Stored data —
-*-

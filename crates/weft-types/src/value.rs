//! Runtime values for the Weft execution core.
//!
//! `True` and `False` are not native booleans: they are [`Singleton`]
//! values minted once when the prelude is installed and bound by name.
//! Conditions compare against them by identity ([`Value::is`]), never by
//! truthiness coercion. Structural equality (`PartialEq`) is a separate
//! notion, used by changeset diffing.

use serde::ser::{Serialize, SerializeMap, Serializer};
use std::collections::BTreeMap;
use std::fmt;
use std::rc::Rc;

/// An identity-significant named value.
///
/// Two singletons with the same name are still distinct unless they are
/// literally the same allocation.
#[derive(Debug, Clone, PartialEq)]
pub struct Singleton {
    pub name: String,
}

/// A runtime value.
#[derive(Debug, Clone, PartialEq)]
pub enum Value {
    Number(f64),
    Text(String),
    Singleton(Rc<Singleton>),
    /// Structured kind with named members.
    Record(BTreeMap<String, Value>),
}

impl Value {
    /// Mint a fresh singleton. Each call produces a new identity.
    pub fn singleton(name: impl Into<String>) -> Value {
        Value::Singleton(Rc::new(Singleton { name: name.into() }))
    }

    /// Identity comparison.
    ///
    /// Only singletons have identity; everything else is `false` even
    /// when structurally equal (two equal numbers are distinct objects).
    pub fn is(&self, other: &Value) -> bool {
        match (self, other) {
            (Value::Singleton(a), Value::Singleton(b)) => Rc::ptr_eq(a, b),
            _ => false,
        }
    }

    /// Value kind name for error messages.
    pub fn type_name(&self) -> &'static str {
        match self {
            Value::Number(_) => "number",
            Value::Text(_) => "text",
            Value::Singleton(_) => "singleton",
            Value::Record(_) => "record",
        }
    }
}

impl fmt::Display for Value {
    fn fmt(&self, f: &mut fmt::Formatter<'_>) -> fmt::Result {
        match self {
            Value::Number(n) => {
                if n.fract() == 0.0 && n.abs() < 1e15 {
                    write!(f, "{}", *n as i64)
                } else {
                    write!(f, "{n}")
                }
            }
            Value::Text(s) => write!(f, "{s}"),
            Value::Singleton(s) => write!(f, "{}", s.name),
            Value::Record(fields) => {
                write!(f, "{{")?;
                for (i, (k, v)) in fields.iter().enumerate() {
                    if i > 0 {
                        write!(f, ", ")?;
                    }
                    write!(f, "{k}: {v}")?;
                }
                write!(f, "}}")
            }
        }
    }
}

// Manual impl: singletons serialize as their bound name.
impl Serialize for Value {
    fn serialize<S: Serializer>(&self, serializer: S) -> Result<S::Ok, S::Error> {
        match self {
            Value::Number(n) => serializer.serialize_f64(*n),
            Value::Text(s) => serializer.serialize_str(s),
            Value::Singleton(s) => serializer.serialize_str(&s.name),
            Value::Record(fields) => {
                let mut map = serializer.serialize_map(Some(fields.len()))?;
                for (k, v) in fields {
                    map.serialize_entry(k, v)?;
                }
                map.end()
            }
        }
    }
}

/// A named slot in an environment frame.
///
/// `is_constant` hides the binding from user-facing state dumps; raw
/// change computation still sees it.
#[derive(Debug, Clone, PartialEq)]
pub struct Binding {
    pub value: Value,
    pub is_constant: bool,
}

impl Binding {
    pub fn new(value: Value) -> Self {
        Self {
            value,
            is_constant: false,
        }
    }

    pub fn constant(value: Value) -> Self {
        Self {
            value,
            is_constant: true,
        }
    }
}

#[cfg(test)]
mod tests {
    use super::*;

    #[test]
    fn singleton_identity() {
        let t = Value::singleton("True");
        let also_t = t.clone();
        let other_t = Value::singleton("True");

        assert!(t.is(&also_t), "clone keeps identity");
        assert!(!t.is(&other_t), "same name, distinct mint");
        // structural equality still holds by name
        assert_eq!(t, other_t);
    }

    #[test]
    fn numbers_have_no_identity() {
        let a = Value::Number(5.0);
        let b = Value::Number(5.0);
        assert!(!a.is(&b));
        assert_eq!(a, b);
    }

    #[test]
    fn display_forms() {
        assert_eq!(Value::Number(5.0).to_string(), "5");
        assert_eq!(Value::Number(2.5).to_string(), "2.5");
        assert_eq!(Value::Text("hi".into()).to_string(), "hi");
        assert_eq!(Value::singleton("True").to_string(), "True");

        let rec = Value::Record(BTreeMap::from([
            ("x".to_string(), Value::Number(5.0)),
            ("y".to_string(), Value::Number(2.0)),
        ]));
        assert_eq!(rec.to_string(), "{x: 5, y: 2}");
    }

    #[test]
    fn serialize_singleton_as_name() {
        let t = Value::singleton("True");
        assert_eq!(serde_json::to_string(&t).unwrap(), "\"True\"");

        let rec = Value::Record(BTreeMap::from([("n".to_string(), Value::Number(1.0))]));
        assert_eq!(serde_json::to_string(&rec).unwrap(), "{\"n\":1.0}");
    }
}
//! Scoped variable environment for the Weft execution core.
//!
//! Scopes are frames in an arena, addressed by [`ScopeId`] and chained
//! through a parent index (prelude → module scope). AST nodes hold the
//! `ScopeId` they were constructed against rather than a live reference,
//! which keeps snapshotting for change computation a plain frame clone.

use crate::error::{EvalError, EvalResult};
use std::collections::BTreeMap;
use weft_types::{Binding, Value};

/// Index of a scope frame in an [`Environment`] arena.
#[derive(Debug, Clone, Copy, PartialEq, Eq, Hash)]
pub struct ScopeId(u32);

/// A single scope frame.
///
/// `order` tracks local declaration order; `bindings` is the keyed store.
#[derive(Debug, Clone, Default)]
struct Frame {
    parent: Option<ScopeId>,
    order: Vec<String>,
    bindings: BTreeMap<String, Binding>,
}

/// Arena of chained scope frames.
#[derive(Debug, Clone, Default)]
pub struct Environment {
    frames: Vec<Frame>,
}

impl Environment {
    /// Create an empty environment with no frames.
    pub fn new() -> Self {
        Self::default()
    }

    /// Allocate a new frame chained to `parent` (or a root frame).
    pub fn push_scope(&mut self, parent: Option<ScopeId>) -> ScopeId {
        let id = ScopeId(self.frames.len() as u32);
        self.frames.push(Frame {
            parent,
            ..Frame::default()
        });
        id
    }

    /// Parent of a scope, if any.
    pub fn parent(&self, scope: ScopeId) -> Option<ScopeId> {
        self.frames[scope.0 as usize].parent
    }

    /// Look up a name, walking the parent chain outward.
    pub fn get(&self, scope: ScopeId, name: &str) -> EvalResult<&Value> {
        let mut current = Some(scope);
        while let Some(id) = current {
            let frame = &self.frames[id.0 as usize];
            if let Some(binding) = frame.bindings.get(name) {
                return Ok(&binding.value);
            }
            current = frame.parent;
        }
        Err(EvalError::NameError {
            name: name.to_string(),
        })
    }

    /// Write a name in the local frame only.
    ///
    /// Creates the binding when absent; never touches a parent frame, so
    /// a parent binding of the same name is shadowed, not mutated.
    pub fn set(&mut self, scope: ScopeId, name: &str, value: Value) {
        let frame = &mut self.frames[scope.0 as usize];
        match frame.bindings.get_mut(name) {
            Some(binding) => binding.value = value,
            None => {
                frame.order.push(name.to_string());
                frame.bindings.insert(name.to_string(), Binding::new(value));
            }
        }
    }

    /// Declare a binding in the local frame with an explicit constant flag.
    pub fn declare(&mut self, scope: ScopeId, name: &str, value: Value, constant: bool) {
        let frame = &mut self.frames[scope.0 as usize];
        let binding = if constant {
            Binding::constant(value)
        } else {
            Binding::new(value)
        };
        if frame.bindings.insert(name.to_string(), binding).is_none() {
            frame.order.push(name.to_string());
        }
    }

    /// Local names in declaration order. Parent-scope names are excluded.
    pub fn list(&self, scope: ScopeId) -> &[String] {
        &self.frames[scope.0 as usize].order
    }

    /// True when the name is bound in the local frame itself.
    pub fn is_local(&self, scope: ScopeId, name: &str) -> bool {
        self.frames[scope.0 as usize].bindings.contains_key(name)
    }

    /// Constant flag of a local binding (`false` when not locally bound).
    pub fn is_constant(&self, scope: ScopeId, name: &str) -> bool {
        self.frames[scope.0 as usize]
            .bindings
            .get(name)
            .map(|b| b.is_constant)
            .unwrap_or(false)
    }

    /// Clone the local frame's values for change computation.
    ///
    /// Constants are included — dump filtering is a presentation concern.
    pub fn snapshot(&self, scope: ScopeId) -> BTreeMap<String, Value> {
        self.frames[scope.0 as usize]
            .bindings
            .iter()
            .map(|(name, binding)| (name.clone(), binding.value.clone()))
            .collect()
    }
}

#[cfg(test)]
mod tests {
    use super::*;

    #[test]
    fn get_walks_parent_chain() {
        let mut env = Environment::new();
        let root = env.push_scope(None);
        let child = env.push_scope(Some(root));
        env.set(root, "x", Value::Number(1.0));

        assert_eq!(env.get(child, "x").unwrap(), &Value::Number(1.0));
    }

    #[test]
    fn set_shadows_without_mutating_parent() {
        let mut env = Environment::new();
        let root = env.push_scope(None);
        let child = env.push_scope(Some(root));
        env.set(root, "x", Value::Number(1.0));
        env.set(child, "x", Value::Number(2.0));

        assert_eq!(env.get(child, "x").unwrap(), &Value::Number(2.0));
        assert_eq!(env.get(root, "x").unwrap(), &Value::Number(1.0));
    }

    #[test]
    fn unbound_name_errors() {
        let mut env = Environment::new();
        let root = env.push_scope(None);
        assert_eq!(
            env.get(root, "missing"),
            Err(EvalError::NameError {
                name: "missing".to_string()
            })
        );
    }

    #[test]
    fn list_is_local_and_ordered() {
        let mut env = Environment::new();
        let root = env.push_scope(None);
        let child = env.push_scope(Some(root));
        env.set(root, "inherited", Value::Number(0.0));
        env.set(child, "b", Value::Number(1.0));
        env.set(child, "a", Value::Number(2.0));
        env.set(child, "b", Value::Number(3.0)); // update keeps position

        assert_eq!(env.list(child), &["b".to_string(), "a".to_string()]);
    }

    #[test]
    fn constants_flagged_but_snapshotted() {
        let mut env = Environment::new();
        let root = env.push_scope(None);
        env.declare(root, "True", Value::singleton("True"), true);
        env.set(root, "count", Value::Number(0.0));

        assert!(env.is_constant(root, "True"));
        assert!(!env.is_constant(root, "count"));
        let snap = env.snapshot(root);
        assert!(snap.contains_key("True"));
        assert!(snap.contains_key("count"));
    }
}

-*-

Write out the lines of the entries, word for word, from the first through the one containing "by changeset diffing.", and stop at that line.

filename crates/weft-types/src/value.rs
//! Runtime values for the Weft execution core.
//!
//! `True` and `False` are not native booleans: they are [`Singleton`]
//! values minted once when the prelude is installed and bound by name.
//! Conditions compare against them by identity ([`Value::is`]), never by
//! truthiness coercion. Structural equality (`PartialEq`) is a separate
//! notion, used by changeset diffing.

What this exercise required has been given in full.